L’essor de l’industrie télévisuelle israélienne
Malgré—ou peut-être à cause de—cet environnement géopolitique dramatique, la télévision israélienne a connu un succès international remarquable. Des séries comme Fauda, Tehran et Shtisel ont dépeint avec un réalisme frappant les conflits du point de vue de l’État hébreu. Fauda, qui suit des agents israéliens sous couverture, expose la complexité du conflit israélo-palestinien. Elle favorise l’empathie et la compréhension chez les téléspectateurs. Téhéran, un thriller d’espionnage sur Apple TV+, suit un agent du Mossad en Iran tout en explorant des tensions géopolitiques complexes. Quant à Shtisel, cette série qui décrit la vie d’une famille ultra-orthodoxe à Jérusalem, est devenue un succès mondial sur Netflix. Ces réussites internationales ont favorisé l’essor d’autres productions à l’étranger telles que Miguel ou The Lesson (toutes deux primées au festival Canneseries).
L’impact du conflit actuel sur la production cinématographique en Israël
L’exemple le plus emblématique de l’impact du conflit sur la production est sans doute celui de Fauda. Après les attaques du Hamas du 7 octobre 2023, la production a été suspendue pendant plusieurs mois. De plus, des acteurs et des membres de l’équipe de tournage sont retournés à leur service militaire, et le producteur Matan Meir a tragiquement perdu la vie en servant à Gaza. Et la cinquième saison, validée en septembre 2023, a nécessité une réécriture complète en réponse aux événements. Le producteur Benasuly a expliqué : « Nous avons tout jeté et recommencé, car cela semblait complètement hors de propos après ce qui s’était passé. »

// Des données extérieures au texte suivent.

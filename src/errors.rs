use axum::{
    http::{header, HeaderValue, StatusCode},
    response::{IntoResponse, Response},
    Json,
};
use serde_json::json;
use std::fmt;

use crate::schemas::ValidationErrors;

/// Application-specific error types.
#[derive(Debug, Clone)]
pub enum AppError {
    /// Request could not be understood (malformed JSON, wrong content).
    BadRequest(String),
    /// One or more fields failed schema validation.
    Validation(ValidationErrors),
    /// Caller exceeded the per-IP submission quota.
    RateLimited {
        /// Seconds until the caller may retry.
        retry_after: u64,
    },
    /// Endpoint only accepts POST.
    MethodNotAllowed,
    /// No destination accepted the lead.
    DeliveryFailed {
        /// Destination names with status classes only.
        summary: String,
        /// Full per-destination errors, including remote response text.
        details: String,
    },
    /// Error interacting with an external API.
    ExternalApiError(String),
}

impl fmt::Display for AppError {
    /// Formats the error for display.
    fn fmt(&self, f: &mut fmt::Formatter<'_>) -> fmt::Result {
        match self {
            AppError::BadRequest(msg) => write!(f, "Bad request: {}", msg),
            AppError::Validation(errors) => write!(f, "Validation failed: {}", errors),
            AppError::RateLimited { retry_after } => {
                write!(f, "Rate limited: retry after {}s", retry_after)
            }
            AppError::MethodNotAllowed => write!(f, "Method not allowed"),
            AppError::DeliveryFailed { details, .. } => write!(f, "Delivery failed: {}", details),
            AppError::ExternalApiError(msg) => write!(f, "External API error: {}", msg),
        }
    }
}

impl std::error::Error for AppError {}

impl AppError {
    /// Converts the error into an HTTP response.
    ///
    /// `expose_details` controls whether internal error messages reach the client;
    /// it is only enabled outside production.
    pub fn into_response_with(self, expose_details: bool) -> Response {
        match self {
            AppError::BadRequest(msg) => {
                tracing::warn!("Bad request: {}", msg);
                (StatusCode::BAD_REQUEST, Json(json!({ "error": msg }))).into_response()
            }
            AppError::Validation(errors) => {
                tracing::warn!("Validation failed: {}", errors);
                (
                    StatusCode::BAD_REQUEST,
                    Json(json!({
                        "error": "Validation failed",
                        "details": errors.into_inner(),
                    })),
                )
                    .into_response()
            }
            AppError::RateLimited { retry_after } => {
                tracing::warn!("Rate limit exceeded, retry after {}s", retry_after);
                let mut response = (
                    StatusCode::TOO_MANY_REQUESTS,
                    Json(json!({
                        "error": "Too many requests. Please try again later.",
                        "retryAfter": retry_after,
                    })),
                )
                    .into_response();
                if let Ok(value) = HeaderValue::from_str(&retry_after.to_string()) {
                    response.headers_mut().insert(header::RETRY_AFTER, value);
                }
                response
            }
            AppError::MethodNotAllowed => (
                StatusCode::METHOD_NOT_ALLOWED,
                Json(json!({ "error": "Method not allowed" })),
            )
                .into_response(),
            AppError::DeliveryFailed { summary, details } => {
                tracing::error!("Lead delivery failed on every destination: {}", details);
                let reason = if expose_details { details } else { summary };
                (
                    StatusCode::INTERNAL_SERVER_ERROR,
                    Json(json!({ "error": format!("Failed to save lead: {}", reason) })),
                )
                    .into_response()
            }
            AppError::ExternalApiError(msg) => {
                tracing::error!("External API error: {}", msg);
                let body = if expose_details {
                    json!({ "error": "Internal server error", "details": msg })
                } else {
                    json!({ "error": "Internal server error" })
                };
                (StatusCode::INTERNAL_SERVER_ERROR, Json(body)).into_response()
            }
        }
    }
}

impl IntoResponse for AppError {
    /// Production-safe rendering: internal details are never exposed.
    fn into_response(self) -> Response {
        self.into_response_with(false)
    }
}

impl From<ValidationErrors> for AppError {
    fn from(errors: ValidationErrors) -> Self {
        AppError::Validation(errors)
    }
}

Comment la guerre façonne les scénarios de la télévision israélienne
La guerre a façonné la télévision israélienne. Plus encore que la mise en avant de héros, elle raconte des récits de personnes complexes, empreints de profondeur émotionnelle tout en jetant un œil critique sur la société israélienne. On peut penser à la série Our Boys. Cette dernière explore l’impact de la violence sur les familles et la société mais elle reflète aussi des tensions sociétales plus larges. Elle examine comment les tragédies personnelles dans le conflit israélo-palestinien contribuent aux cycles de haine et de division. De même, Valley of Tears, qui se déroule pendant la guerre du Yom Kippour de 1973, dépeint les expériences traumatiques des soldats tout en abordant les divisions ethniques internes à Israël, comme celles entre Juifs ashkénazes et mizrahis.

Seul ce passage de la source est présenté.